Bill Gurley, a well-known venture capitalist, walked onto the stage at an event this week and asked the audience to shout a phrase that wouldn’t normally generate excitement. However, Gurley received a resounding response from the spectators.
“Regulation is the friend of the incumbent!” They shouted.
Gurley spoke at the All-In Summit in Los Angeles, an event primarily focused on technology All-in podcast. He titled his presentation “2,851 Miles,” which is the distance between Silicon Valley and Washington, DC
Gurley – who, as a general partner at VC firm Benchmark, has invested in companies such as Uber, Grubhub and Zillow – warned of the dangers of regulatory capture. He described his own experiences of opposing it when championing innovative startups, then warned about its role in artificial intelligence today.
To explain the concept, he quoted George Stigler, winner of the 1982 Nobel Prize in Economics, who said: “Regulation is generally adopted by industry and is designed and implemented primarily for its own benefit. ” In other words, a special interest is given priority over the general interest of the public.
Gurley talked about his experiences with Tropos Networks, in which Benchmark invested. He described how mayors were initially excited about the company’s wireless mesh networking technology, hoping to use it to provide municipal Wi-Fi services.
“There were hundreds of mayors across the country who wanted to provide free Wi-Fi services throughout their downtowns,” Gurley said. “It would help with public safety, economic development and of course the digital divide.”
Unfortunately, he said, the idea “clashed with commercial interests,” namely incumbents with powerful lobbyists. In Philadelphia, he said, Verizon and Comcast used lobbyists to push bills through the Pennsylvania Legislature that would protect their positions from upstart challengers like Tropos. Soon, more such rules spread to other states.
Regulatory risks in AI are captured
Gurley presented a few other regulatory examples before highlighting an issue that is more relevant today: AI
He shared on-screen one New York Times article from May titled: “OpenAI’s Sam Altman Urges AI Regulation During Senate Hearing.”
“Sam is just getting started,” Gurley said, referring to Sam Altman, CEO of OpenAI. “He also wants regulation.” OpenAI, the maker of AI chatbots ChatGPT and GPT-4, is widely seen as having a major lead over rivals.
“There is something very scary in this AI space,” Gurley said. “The incumbents who want to run for a meeting with… the government are spreading something that I don’t think is accurate or fair: they’re spreading a negative open source message, and I think this is precisely because they know that this is their biggest threat. ”
If large language models (LLMs) – which power AI chatbots like ChatGPT – are open source, the reasoning goes, more startups will be able to innovate and challenge incumbents. In contrast, OpenAI and Google’s LLMs (with its ChatGPT rival Bard) are generally not available for public scrutiny.
Tesla CEO Elon Musk, who co-founded OpenAI but later drifted away from it, tweeted in February: “OpenAI was created as an open source (that’s why I called it ‘Open’ AI), non-profit organization to serve as a counterbalance to Google, but now it has essentially become a closed source company with maximum profit controlled by Microsoft. Not at all what I meant.”
Altman and Microsoft have denied this characterization, and Ilya Sutskever, chief scientist and co-founder of OpenAI, shared his thoughts on the reasons for the move away from open source in an interview with The Verge in March:
“We were wrong. Plain and simple, we were wrong. If you, like us, believe that AI – AGI – will at some point be extraordinarily, incredibly powerful, then there is simply no point in using open source. is a bad idea…I fully expect that in a few years it will be completely clear to everyone that open source AI is simply not sensible.”
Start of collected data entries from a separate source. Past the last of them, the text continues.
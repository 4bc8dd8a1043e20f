//! Durable homes for weave snapshots.
//!
//! Both stores persist the full linearization, so loading never has to re-sort anything; the
//! replica replays the atoms in stored order and checks that they still form a valid weave.

mod json;
pub use json::JsonFileStore;

#[cfg(feature = "sqlite")]
mod sqlite;
#[cfg(feature = "sqlite")]
pub use sqlite::SqliteStore;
He added that “at some point it will be very easy, if you want to, to do a lot of damage with those models.” However, he also noted that “the safety side is not yet as salient as the competitive side,” and that “there are a lot of companies that want to do the same thing.”
Altman himself told lawmakers in May: “We don’t want to slow down smaller startups. We don’t want to slow down the open source efforts,” adding, “We still need them to comply.”
Marc Andreessen, general partner at VC firm Andreessen Horowitz, has spoken out against AI regulation, warning in June that “CEOs stand to make more money if regulatory barriers are erected that create a cartel of industry-driven government blessed AI vendors protected from new startups and open source competition.”
Gurley said Llama 2 from Meta, one of the leading open-source LLMs, “is actually super interesting.”
Silicon Valley celebrities, including Andreessen, YCombinator co-founder Paul Graham and Greylock partner Reid Hoffman, have signed a statement of support for Llama 2 stating:
“We support an open innovation approach to AI. Responsible and open innovation gives us all a stake in the AI development process, giving these technologies visibility, control and trust. By opening the current Llama models, everyone can benefit from this technology.”
Near the end of his presentation, Gurley warned that “if you care about prosperity and you kill innovation, you’re going to kill prosperity.”
He ended his speech by referring back to the title “2,851 Miles”.
“The reason Silicon Valley is so successful,” he said, “is because it’s so damn far away from Washington, DC.